**Assignment**
Quote exactly the lines from the start of the entries to the one with "pub fn voxel_center(index: u32, side: u32)", both ends included.

#####

use glam::Vec3;

use crate::constants::{MAX_CELL_COUNT, MIN_CELL_COUNT, MIN_VOLUME_EXTENT};

/// Normalized position of the centre of voxel `index` along an axis of
/// `side` voxels. Every sampler and every snapped seed point goes through
/// this function so that a seed voxel evaluates to a distance of exactly 0.
pub fn voxel_center(index: u32, side: u32) -> f32 {
    (index as f32 + 0.5) / side as f32
}

/// Flatten a voxel coordinate into the x-fastest storage index.
pub fn voxel_index(x: u32, y: u32, z: u32, side: u32) -> usize {
    let side = side as usize;
    x as usize + y as usize * side + z as usize * side * side
}

/// Clamp a requested cell lattice density into [MIN_CELL_COUNT, MAX_CELL_COUNT].
pub fn clamp_cell_count(cell_count: u32) -> u32 {
    cell_count.clamp(MIN_CELL_COUNT, MAX_CELL_COUNT)
}

/// Clamp each axis of a volume extent to at least MIN_VOLUME_EXTENT.
pub fn clamp_extent(extent: Vec3) -> Vec3 {
    extent.max(Vec3::splat(MIN_VOLUME_EXTENT))
}

/// Clamp to zero from below. NaN collapses to zero as well.
pub fn non_negative(value: f32) -> f32 {
    if value > 0.0 {
        value
    } else {
        0.0
    }
}

/// Clamp into [0, 1]. NaN collapses to zero.
pub fn unit_interval(value: f32) -> f32 {
    if value.is_nan() {
        0.0
    } else {
        value.clamp(0.0, 1.0)
    }
}

/// `value` if it is finite, otherwise `fallback`.
pub fn finite_or(value: f32, fallback: f32) -> f32 {
    if value.is_finite() {
        value
    } else {
        fallback
    }
}

/// Per-axis [`finite_or`].
pub fn finite_vec3_or(value: Vec3, fallback: Vec3) -> Vec3 {
    Vec3::new(
        finite_or(value.x, fallback.x),
        finite_or(value.y, fallback.y),
        finite_or(value.z, fallback.z),
    )
}

/// Replace `slot` with `clamp(slot)`. Returns true only if the stored value
/// actually changed, so a value that is already in range (or left alone by
/// `clamp`) never reports a change.
pub fn clamp_in_place<T: Copy + PartialEq>(slot: &mut T, clamp: impl FnOnce(T) -> T) -> bool {
    let clamped = clamp(*slot);
    let changed = *slot != clamped;
    *slot = clamped;
    changed
}

/// Divide each weight by the total. A zero (or negative) total yields all zeros
/// instead of NaN.
pub fn normalized_weights<const N: usize>(weights: [f32; N]) -> [f32; N] {
    let total: f32 = weights.iter().map(|w| non_negative(*w)).sum();
    if total <= 0.0 {
        return [0.0; N];
    }
    weights.map(|w| non_negative(w) / total)
}

#[cfg(test)]
mod tests {
    use super::*;

    #[test]
    fn test_voxel_center() {
        assert_eq!(voxel_center(0, 64), 0.5 / 64.0);
        assert_eq!(voxel_center(63, 64), 63.5 / 64.0);
        assert!(voxel_center(255, 256) < 1.0);
    }

    #[test]
    fn test_voxel_index_x_fastest() {
        assert_eq!(voxel_index(0, 0, 0, 64), 0);
        assert_eq!(voxel_index(1, 0, 0, 64), 1);
        assert_eq!(voxel_index(0, 1, 0, 64), 64);
        assert_eq!(voxel_index(0, 0, 1, 64), 4096);
        assert_eq!(voxel_index(63, 63, 63, 64), 262_143);
    }

    #[test]
    fn test_clamp_cell_count() {
        assert_eq!(clamp_cell_count(0), 1);
        assert_eq!(clamp_cell_count(7), 7);
        assert_eq!(clamp_cell_count(40), 16);
    }

    #[test]
    fn test_clamp_extent() {
        let clamped = clamp_extent(Vec3::new(-5.0, 0.0, 3.0));
        assert_eq!(clamped, Vec3::new(0.01, 0.01, 3.0));
    }

    #[test]
    fn test_scalar_clamps() {
        assert_eq!(non_negative(-1.0), 0.0);
        assert_eq!(non_negative(2.5), 2.5);
        assert_eq!(non_negative(f32::NAN), 0.0);
        assert_eq!(unit_interval(1.5), 1.0);
        assert_eq!(unit_interval(-0.2), 0.0);
        assert_eq!(unit_interval(0.3), 0.3);
        assert_eq!(unit_interval(f32::NAN), 0.0);
    }

    #[test]
    fn test_finite_or() {
        assert_eq!(finite_or(2.0, 1.0), 2.0);
        assert_eq!(finite_or(f32::NAN, 1.0), 1.0);
        assert_eq!(finite_or(f32::INFINITY, 1.0), 1.0);
        assert_eq!(
            finite_vec3_or(Vec3::new(f32::NAN, 3.0, f32::NEG_INFINITY), Vec3::ONE),
            Vec3::new(1.0, 3.0, 1.0)
        );
    }

    #[test]
    fn test_clamp_in_place_reports_changes() {
        let mut value = 1.5f32;
        assert!(clamp_in_place(&mut value, unit_interval));
        assert_eq!(value, 1.0);
        assert!(!clamp_in_place(&mut value, unit_interval));

        let mut nan = f32::NAN;
        assert!(clamp_in_place(&mut nan, non_negative));
        assert_eq!(nan, 0.0);
        assert!(!clamp_in_place(&mut nan, non_negative));
    }

    #[test]
    fn test_weights_single_layer() {
        assert_eq!(normalized_weights([1.0, 0.0, 0.0]), [1.0, 0.0, 0.0]);
    }

    #[test]
    fn test_weights_zero_total() {
        assert_eq!(normalized_weights([0.0, 0.0, 0.0]), [0.0, 0.0, 0.0]);
    }

    #[test]
    fn test_weights_mixed() {
        assert_eq!(normalized_weights([1.0, 1.0, 2.0]), [0.25, 0.25, 0.5]);
    }

    #[test]
    fn test_negative_weights_ignored() {
        assert_eq!(normalized_weights([-3.0, 2.0, 2.0]), [0.0, 0.5, 0.5]);
    }
}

#####

**Solution below**
use glam::Vec3;

use crate::constants::{MAX_CELL_COUNT, MIN_CELL_COUNT, MIN_VOLUME_EXTENT};

/// Normalized position of the centre of voxel `index` along an axis of
/// `side` voxels. Every sampler and every snapped seed point goes through
/// this function so that a seed voxel evaluates to a distance of exactly 0.
pub fn voxel_center(index: u32, side: u32) -> f32 {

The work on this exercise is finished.